**RECORDS SUPPLIED**:
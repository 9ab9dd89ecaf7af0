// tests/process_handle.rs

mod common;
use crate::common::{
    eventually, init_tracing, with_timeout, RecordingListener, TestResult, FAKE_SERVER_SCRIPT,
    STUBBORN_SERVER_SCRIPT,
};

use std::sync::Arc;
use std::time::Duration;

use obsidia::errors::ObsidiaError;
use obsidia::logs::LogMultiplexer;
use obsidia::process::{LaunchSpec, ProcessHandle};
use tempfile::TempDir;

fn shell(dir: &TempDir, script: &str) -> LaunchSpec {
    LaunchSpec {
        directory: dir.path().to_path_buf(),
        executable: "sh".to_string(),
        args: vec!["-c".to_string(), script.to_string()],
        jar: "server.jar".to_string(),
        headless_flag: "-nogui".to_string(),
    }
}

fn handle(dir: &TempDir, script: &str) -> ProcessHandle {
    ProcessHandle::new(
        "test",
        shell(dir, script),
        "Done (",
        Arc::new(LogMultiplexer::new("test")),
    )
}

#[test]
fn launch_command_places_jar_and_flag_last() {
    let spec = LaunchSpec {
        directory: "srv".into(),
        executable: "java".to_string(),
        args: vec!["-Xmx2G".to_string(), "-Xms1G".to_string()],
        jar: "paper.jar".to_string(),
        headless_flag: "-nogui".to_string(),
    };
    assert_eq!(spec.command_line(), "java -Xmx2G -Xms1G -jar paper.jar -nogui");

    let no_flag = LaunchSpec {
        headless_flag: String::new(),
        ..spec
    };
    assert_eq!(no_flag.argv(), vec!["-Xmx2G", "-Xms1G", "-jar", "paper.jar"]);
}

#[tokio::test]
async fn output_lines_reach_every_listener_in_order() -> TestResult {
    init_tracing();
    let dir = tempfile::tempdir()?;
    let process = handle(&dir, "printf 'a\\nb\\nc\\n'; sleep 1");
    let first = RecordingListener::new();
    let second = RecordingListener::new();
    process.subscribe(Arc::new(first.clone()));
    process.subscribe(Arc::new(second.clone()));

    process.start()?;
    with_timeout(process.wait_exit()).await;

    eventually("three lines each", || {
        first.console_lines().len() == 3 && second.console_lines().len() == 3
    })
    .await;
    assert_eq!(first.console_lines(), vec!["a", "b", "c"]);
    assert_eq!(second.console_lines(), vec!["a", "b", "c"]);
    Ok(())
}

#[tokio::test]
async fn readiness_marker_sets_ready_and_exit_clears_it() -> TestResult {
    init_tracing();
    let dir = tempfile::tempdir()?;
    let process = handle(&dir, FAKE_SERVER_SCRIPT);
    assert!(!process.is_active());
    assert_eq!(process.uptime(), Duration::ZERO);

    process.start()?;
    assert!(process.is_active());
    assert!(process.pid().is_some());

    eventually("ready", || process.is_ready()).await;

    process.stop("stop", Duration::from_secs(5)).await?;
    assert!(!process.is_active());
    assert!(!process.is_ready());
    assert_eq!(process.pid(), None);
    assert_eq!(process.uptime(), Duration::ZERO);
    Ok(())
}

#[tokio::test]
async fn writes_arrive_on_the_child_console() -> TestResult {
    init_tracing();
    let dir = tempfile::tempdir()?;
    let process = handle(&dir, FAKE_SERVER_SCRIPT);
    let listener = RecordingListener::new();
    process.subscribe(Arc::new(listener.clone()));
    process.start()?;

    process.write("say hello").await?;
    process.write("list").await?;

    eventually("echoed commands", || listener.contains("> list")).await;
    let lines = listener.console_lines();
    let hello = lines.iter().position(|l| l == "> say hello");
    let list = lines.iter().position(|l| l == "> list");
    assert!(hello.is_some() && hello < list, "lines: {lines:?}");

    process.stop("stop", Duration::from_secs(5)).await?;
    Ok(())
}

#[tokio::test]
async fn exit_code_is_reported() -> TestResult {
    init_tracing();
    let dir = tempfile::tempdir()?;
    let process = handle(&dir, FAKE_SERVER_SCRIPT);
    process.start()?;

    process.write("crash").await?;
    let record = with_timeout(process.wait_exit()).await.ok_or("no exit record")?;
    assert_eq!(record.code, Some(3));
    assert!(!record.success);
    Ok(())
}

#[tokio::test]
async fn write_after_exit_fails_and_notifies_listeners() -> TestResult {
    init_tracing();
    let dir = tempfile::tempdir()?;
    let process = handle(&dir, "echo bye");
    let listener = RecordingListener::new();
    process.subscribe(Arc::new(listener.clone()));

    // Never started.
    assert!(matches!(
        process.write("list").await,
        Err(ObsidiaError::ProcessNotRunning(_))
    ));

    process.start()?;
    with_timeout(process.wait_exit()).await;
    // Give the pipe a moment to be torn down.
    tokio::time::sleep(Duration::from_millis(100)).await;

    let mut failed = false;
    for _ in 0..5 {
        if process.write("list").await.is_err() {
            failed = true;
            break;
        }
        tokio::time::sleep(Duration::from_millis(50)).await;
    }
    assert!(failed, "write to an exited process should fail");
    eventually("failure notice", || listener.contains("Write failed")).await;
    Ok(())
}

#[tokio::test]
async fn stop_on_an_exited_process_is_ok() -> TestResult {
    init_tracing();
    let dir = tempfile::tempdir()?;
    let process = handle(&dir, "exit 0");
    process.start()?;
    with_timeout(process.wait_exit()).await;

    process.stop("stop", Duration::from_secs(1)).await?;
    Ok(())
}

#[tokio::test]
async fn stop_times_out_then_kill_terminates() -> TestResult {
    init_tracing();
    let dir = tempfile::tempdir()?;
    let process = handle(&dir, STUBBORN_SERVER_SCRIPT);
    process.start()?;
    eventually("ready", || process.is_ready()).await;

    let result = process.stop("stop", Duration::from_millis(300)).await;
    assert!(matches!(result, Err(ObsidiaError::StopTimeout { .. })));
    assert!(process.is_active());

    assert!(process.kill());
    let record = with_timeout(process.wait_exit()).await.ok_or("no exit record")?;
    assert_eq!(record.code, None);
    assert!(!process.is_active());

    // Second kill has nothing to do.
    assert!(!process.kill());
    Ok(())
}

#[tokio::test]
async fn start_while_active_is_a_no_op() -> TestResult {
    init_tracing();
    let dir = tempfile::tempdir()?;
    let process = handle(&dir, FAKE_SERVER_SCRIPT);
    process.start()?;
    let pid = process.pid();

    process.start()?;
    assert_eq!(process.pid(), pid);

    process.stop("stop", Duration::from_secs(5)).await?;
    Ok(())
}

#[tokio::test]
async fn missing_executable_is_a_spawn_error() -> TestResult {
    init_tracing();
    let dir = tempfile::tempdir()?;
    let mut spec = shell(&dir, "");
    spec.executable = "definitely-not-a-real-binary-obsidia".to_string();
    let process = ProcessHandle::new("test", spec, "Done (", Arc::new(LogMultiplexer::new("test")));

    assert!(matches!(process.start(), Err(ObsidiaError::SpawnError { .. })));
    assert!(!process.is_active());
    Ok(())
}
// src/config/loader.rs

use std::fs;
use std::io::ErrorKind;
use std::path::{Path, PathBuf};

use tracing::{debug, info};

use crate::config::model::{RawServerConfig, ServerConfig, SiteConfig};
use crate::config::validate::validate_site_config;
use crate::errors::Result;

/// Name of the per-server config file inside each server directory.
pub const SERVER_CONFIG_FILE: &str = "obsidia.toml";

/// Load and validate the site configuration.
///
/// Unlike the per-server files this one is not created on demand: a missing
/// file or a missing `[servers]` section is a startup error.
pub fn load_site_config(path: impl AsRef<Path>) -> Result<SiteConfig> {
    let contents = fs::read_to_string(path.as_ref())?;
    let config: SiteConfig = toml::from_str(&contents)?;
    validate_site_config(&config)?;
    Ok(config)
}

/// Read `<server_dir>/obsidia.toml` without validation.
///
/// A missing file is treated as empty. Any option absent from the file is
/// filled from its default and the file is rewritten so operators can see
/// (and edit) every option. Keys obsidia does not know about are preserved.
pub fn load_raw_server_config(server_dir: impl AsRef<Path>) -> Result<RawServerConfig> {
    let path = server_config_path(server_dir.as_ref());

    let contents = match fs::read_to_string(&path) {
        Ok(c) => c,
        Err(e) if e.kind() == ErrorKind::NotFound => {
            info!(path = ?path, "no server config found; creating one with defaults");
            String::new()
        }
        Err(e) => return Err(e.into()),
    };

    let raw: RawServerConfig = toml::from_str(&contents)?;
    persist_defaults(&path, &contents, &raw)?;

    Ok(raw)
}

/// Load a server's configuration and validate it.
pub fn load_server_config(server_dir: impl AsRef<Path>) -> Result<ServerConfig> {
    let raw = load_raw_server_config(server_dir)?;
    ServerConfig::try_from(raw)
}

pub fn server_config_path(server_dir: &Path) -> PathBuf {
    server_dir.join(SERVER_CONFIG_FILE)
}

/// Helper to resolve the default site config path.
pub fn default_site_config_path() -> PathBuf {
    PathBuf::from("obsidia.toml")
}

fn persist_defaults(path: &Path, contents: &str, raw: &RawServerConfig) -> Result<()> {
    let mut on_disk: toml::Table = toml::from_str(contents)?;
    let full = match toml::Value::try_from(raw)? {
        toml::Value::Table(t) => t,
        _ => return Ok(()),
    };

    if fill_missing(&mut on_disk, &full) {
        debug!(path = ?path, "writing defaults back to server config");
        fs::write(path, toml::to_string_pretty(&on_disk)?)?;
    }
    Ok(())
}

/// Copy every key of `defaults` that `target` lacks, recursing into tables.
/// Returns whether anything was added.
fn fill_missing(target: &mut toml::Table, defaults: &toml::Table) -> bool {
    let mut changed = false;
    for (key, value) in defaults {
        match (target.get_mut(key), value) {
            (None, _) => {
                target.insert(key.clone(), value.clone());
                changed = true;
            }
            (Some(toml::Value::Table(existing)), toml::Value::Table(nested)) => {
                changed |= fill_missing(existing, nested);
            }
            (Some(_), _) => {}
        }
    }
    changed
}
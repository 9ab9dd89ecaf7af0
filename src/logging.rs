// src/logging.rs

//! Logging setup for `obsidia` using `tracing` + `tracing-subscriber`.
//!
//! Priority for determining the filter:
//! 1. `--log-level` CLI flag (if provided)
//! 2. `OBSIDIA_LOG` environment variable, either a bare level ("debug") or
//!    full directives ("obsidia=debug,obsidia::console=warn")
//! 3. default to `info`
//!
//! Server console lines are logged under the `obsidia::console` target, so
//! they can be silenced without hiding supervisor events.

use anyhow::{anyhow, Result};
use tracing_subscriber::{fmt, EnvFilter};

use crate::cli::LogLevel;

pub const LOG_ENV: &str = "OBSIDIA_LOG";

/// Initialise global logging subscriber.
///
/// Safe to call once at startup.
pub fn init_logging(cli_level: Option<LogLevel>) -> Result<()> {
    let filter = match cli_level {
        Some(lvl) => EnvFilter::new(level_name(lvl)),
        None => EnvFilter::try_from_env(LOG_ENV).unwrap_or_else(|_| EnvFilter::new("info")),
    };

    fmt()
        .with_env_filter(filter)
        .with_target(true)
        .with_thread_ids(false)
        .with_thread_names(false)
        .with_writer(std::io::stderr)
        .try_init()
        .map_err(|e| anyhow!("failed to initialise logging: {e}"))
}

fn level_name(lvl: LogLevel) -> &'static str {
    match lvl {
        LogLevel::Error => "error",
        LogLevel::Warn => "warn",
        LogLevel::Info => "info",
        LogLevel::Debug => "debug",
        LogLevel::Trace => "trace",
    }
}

**DIRECTIONS**: Scan the records above for the string "info", then copy each line where it turns up.

**TASK RESULT**:
use tracing::{debug, info};
            info!(path = ?path, "no server config found; creating one with defaults");
//! 3. default to `info`
        None => EnvFilter::try_from_env(LOG_ENV).unwrap_or_else(|_| EnvFilter::new("info")),
        LogLevel::Info => "info",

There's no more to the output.